Your response should consist of every record, exactly as given.

Stored data:
——————————

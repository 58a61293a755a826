use axum::{
    Json, Router,
    extract::{Path, Query, State},
    routing::{get, put},
};
use uuid::Uuid;

use crate::{
    dto::orders::{
        CreateOrderRequest, OrderList, OrderWithItems, SellerOrderList, UpdateOrderStatusRequest,
    },
    error::AppResult,
    middleware::auth::AuthUser,
    models::Order,
    response::ApiResponse,
    routes::params::OrderListQuery,
    services::{cart_service, order_service},
    state::AppState,
};

pub fn router() -> Router<AppState> {
    Router::new()
        .route("/", get(list_orders).post(create_order))
        .route("/mine", get(my_orders))
        .route("/seller", get(seller_orders))
        .route("/{id}", get(get_order))
        .route("/{id}/status", put(update_order_status))
}

#[utoipa::path(
    post,
    path = "/api/orders",
    request_body = CreateOrderRequest,
    responses(
        (status = 200, description = "Place an order from a cart snapshot", body = ApiResponse<OrderWithItems>),
        (status = 400, description = "Validation failed"),
    ),
    security(("bearer_auth" = [])),
    tag = "Orders"
)]
pub async fn create_order(
    State(state): State<AppState>,
    user: AuthUser,
    Json(payload): Json<CreateOrderRequest>,
) -> AppResult<Json<ApiResponse<OrderWithItems>>> {
    let response = order_service::create_order(&state, &user, payload).await?;
    // The order now holds the cart snapshot; drop the cart itself.
    cart_service::clear_user_cart(&state, user.user_id).await?;
    Ok(Json(response))
}

#[utoipa::path(
    get,
    path = "/api/orders",
    params(
        ("page" = Option<i64>, Query, description = "Page number, default 1"),
        ("per_page" = Option<i64>, Query, description = "Items per page, default 20"),
        ("status" = Option<String>, Query, description = "Filter by status")
    ),
    responses(
        (status = 200, description = "List all orders (admin)", body = ApiResponse<OrderList>),
        (status = 403, description = "Not an admin"),
    ),
    security(("bearer_auth" = [])),
    tag = "Orders"
)]
pub async fn list_orders(
    State(state): State<AppState>,
    user: AuthUser,
    Query(query): Query<OrderListQuery>,
) -> AppResult<Json<ApiResponse<OrderList>>> {
    let response = order_service::list_orders(&state, &user, query).await?;
    Ok(Json(response))
}

#[utoipa::path(
    get,
    path = "/api/orders/mine",
    params(
        ("page" = Option<i64>, Query, description = "Page number, default 1"),
        ("per_page" = Option<i64>, Query, description = "Items per page, default 20"),
        ("status" = Option<String>, Query, description = "Filter by status")
    ),
    responses(
        (status = 200, description = "Orders placed by the current user", body = ApiResponse<OrderList>),
    ),
    security(("bearer_auth" = [])),
    tag = "Orders"
)]
pub async fn my_orders(
    State(state): State<AppState>,
    user: AuthUser,
    Query(query): Query<OrderListQuery>,
) -> AppResult<Json<ApiResponse<OrderList>>> {
    let response = order_service::list_orders_for_buyer(&state, &user, query).await?;
    Ok(Json(response))
}

#[utoipa::path(
    get,
    path = "/api/orders/seller",
    responses(
        (status = 200, description = "Orders containing the current user's meals, reduced to their lines", body = ApiResponse<SellerOrderList>),
    ),
    security(("bearer_auth" = [])),
    tag = "Orders"
)]
pub async fn seller_orders(
    State(state): State<AppState>,
    user: AuthUser,
) -> AppResult<Json<ApiResponse<SellerOrderList>>> {
    let response = order_service::list_orders_for_seller(&state, &user).await?;
    Ok(Json(response))
}

#[utoipa::path(
    get,
    path = "/api/orders/{id}",
    params(
        ("id" = Uuid, Path, description = "Order ID")
    ),
    responses(
        (status = 200, description = "Order with its line items", body = ApiResponse<OrderWithItems>),
        (status = 404, description = "Order not found"),
    ),
    security(("bearer_auth" = [])),
    tag = "Orders"
)]
pub async fn get_order(
    State(state): State<AppState>,
    _user: AuthUser,
    Path(id): Path<Uuid>,
) -> AppResult<Json<ApiResponse<OrderWithItems>>> {
    let response = order_service::get_order(&state, id).await?;
    Ok(Json(response))
}

#[utoipa::path(
    put,
    path = "/api/orders/{id}/status",
    params(
        ("id" = Uuid, Path, description = "Order ID")
    ),
    request_body = UpdateOrderStatusRequest,
    responses(
        (status = 200, description = "Set an order's status", body = ApiResponse<Order>),
        (status = 400, description = "Invalid status"),
        (status = 404, description = "Order not found"),
    ),
    security(("bearer_auth" = [])),
    tag = "Orders"
)]
pub async fn update_order_status(
    State(state): State<AppState>,
    user: AuthUser,
    Path(id): Path<Uuid>,
    Json(payload): Json<UpdateOrderStatusRequest>,
) -> AppResult<Json<ApiResponse<Order>>> {
    let response = order_service::update_status(&state, &user, id, payload).await?;
    Ok(Json(response))
}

——————————

ANSWER
repository 58a61293a755a826
use axum::{
    Json, Router,
    extract::{Path, Query, State},
    routing::{get, put},
};
use uuid::Uuid;

use crate::{
    dto::orders::{
        CreateOrderRequest, OrderList, OrderWithItems, SellerOrderList, UpdateOrderStatusRequest,
    },
    error::AppResult,
    middleware::auth::AuthUser,
    models::Order,
    response::ApiResponse,
    routes::params::OrderListQuery,
    services::{cart_service, order_service},
    state::AppState,
};

pub fn router() -> Router<AppState> {
    Router::new()
        .route("/", get(list_orders).post(create_order))
        .route("/mine", get(my_orders))
        .route("/seller", get(seller_orders))
        .route("/{id}", get(get_order))
        .route("/{id}/status", put(update_order_status))
}

#[utoipa::path(
    post,
    path = "/api/orders",
    request_body = CreateOrderRequest,
    responses(
        (status = 200, description = "Place an order from a cart snapshot", body = ApiResponse<OrderWithItems>),
        (status = 400, description = "Validation failed"),
    ),
    security(("bearer_auth" = [])),
    tag = "Orders"
)]
pub async fn create_order(
    State(state): State<AppState>,
    user: AuthUser,
    Json(payload): Json<CreateOrderRequest>,
) -> AppResult<Json<ApiResponse<OrderWithItems>>> {
    let response = order_service::create_order(&state, &user, payload).await?;
    // The order now holds the cart snapshot; drop the cart itself.
    cart_service::clear_user_cart(&state, user.user_id).await?;
    Ok(Json(response))
}

#[utoipa::path(
    get,
    path = "/api/orders",
    params(
        ("page" = Option<i64>, Query, description = "Page number, default 1"),
        ("per_page" = Option<i64>, Query, description = "Items per page, default 20"),
        ("status" = Option<String>, Query, description = "Filter by status")
    ),
    responses(
        (status = 200, description = "List all orders (admin)", body = ApiResponse<OrderList>),
        (status = 403, description = "Not an admin"),
    ),
    security(("bearer_auth" = [])),
    tag = "Orders"
)]
pub async fn list_orders(
    State(state): State<AppState>,
    user: AuthUser,
    Query(query): Query<OrderListQuery>,
) -> AppResult<Json<ApiResponse<OrderList>>> {
    let response = order_service::list_orders(&state, &user, query).await?;
    Ok(Json(response))
}

#[utoipa::path(
    get,
    path = "/api/orders/mine",
    params(
        ("page" = Option<i64>, Query, description = "Page number, default 1"),
        ("per_page" = Option<i64>, Query, description = "Items per page, default 20"),
        ("status" = Option<String>, Query, description = "Filter by status")
    ),
    responses(
        (status = 200, description = "Orders placed by the current user", body = ApiResponse<OrderList>),
    ),
    security(("bearer_auth" = [])),
    tag = "Orders"
)]
pub async fn my_orders(
    State(state): State<AppState>,
    user: AuthUser,
    Query(query): Query<OrderListQuery>,
) -> AppResult<Json<ApiResponse<OrderList>>> {
    let response = order_service::list_orders_for_buyer(&state, &user, query).await?;
    Ok(Json(response))
}

#[utoipa::path(
    get,
    path = "/api/orders/seller",
    responses(
        (status = 200, description = "Orders containing the current user's meals, reduced to their lines", body = ApiResponse<SellerOrderList>),
    ),
    security(("bearer_auth" = [])),
    tag = "Orders"
)]
pub async fn seller_orders(
    State(state): State<AppState>,
    user: AuthUser,
) -> AppResult<Json<ApiResponse<SellerOrderList>>> {
    let response = order_service::list_orders_for_seller(&state, &user).await?;
    Ok(Json(response))
}

#[utoipa::path(
    get,
    path = "/api/orders/{id}",
    params(
        ("id" = Uuid, Path, description = "Order ID")
    ),
    responses(
        (status = 200, description = "Order with its line items", body = ApiResponse<OrderWithItems>),
        (status = 404, description = "Order not found"),
    ),
    security(("bearer_auth" = [])),
    tag = "Orders"
)]
pub async fn get_order(
    State(state): State<AppState>,
    _user: AuthUser,
    Path(id): Path<Uuid>,
) -> AppResult<Json<ApiResponse<OrderWithItems>>> {
    let response = order_service::get_order(&state, id).await?;
    Ok(Json(response))
}

#[utoipa::path(
    put,
    path = "/api/orders/{id}/status",
    params(
        ("id" = Uuid, Path, description = "Order ID")
    ),
    request_body = UpdateOrderStatusRequest,
    responses(
        (status = 200, description = "Set an order's status", body = ApiResponse<Order>),
        (status = 400, description = "Invalid status"),
        (status = 404, description = "Order not found"),
    ),
    security(("bearer_auth" = [])),
    tag = "Orders"
)]
pub async fn update_order_status(
    State(state): State<AppState>,
    user: AuthUser,
    Path(id): Path<Uuid>,
    Json(payload): Json<UpdateOrderStatusRequest>,
) -> AppResult<Json<ApiResponse<Order>>> {
    let response = order_service::update_status(&state, &user, id, payload).await?;
    Ok(Json(response))
}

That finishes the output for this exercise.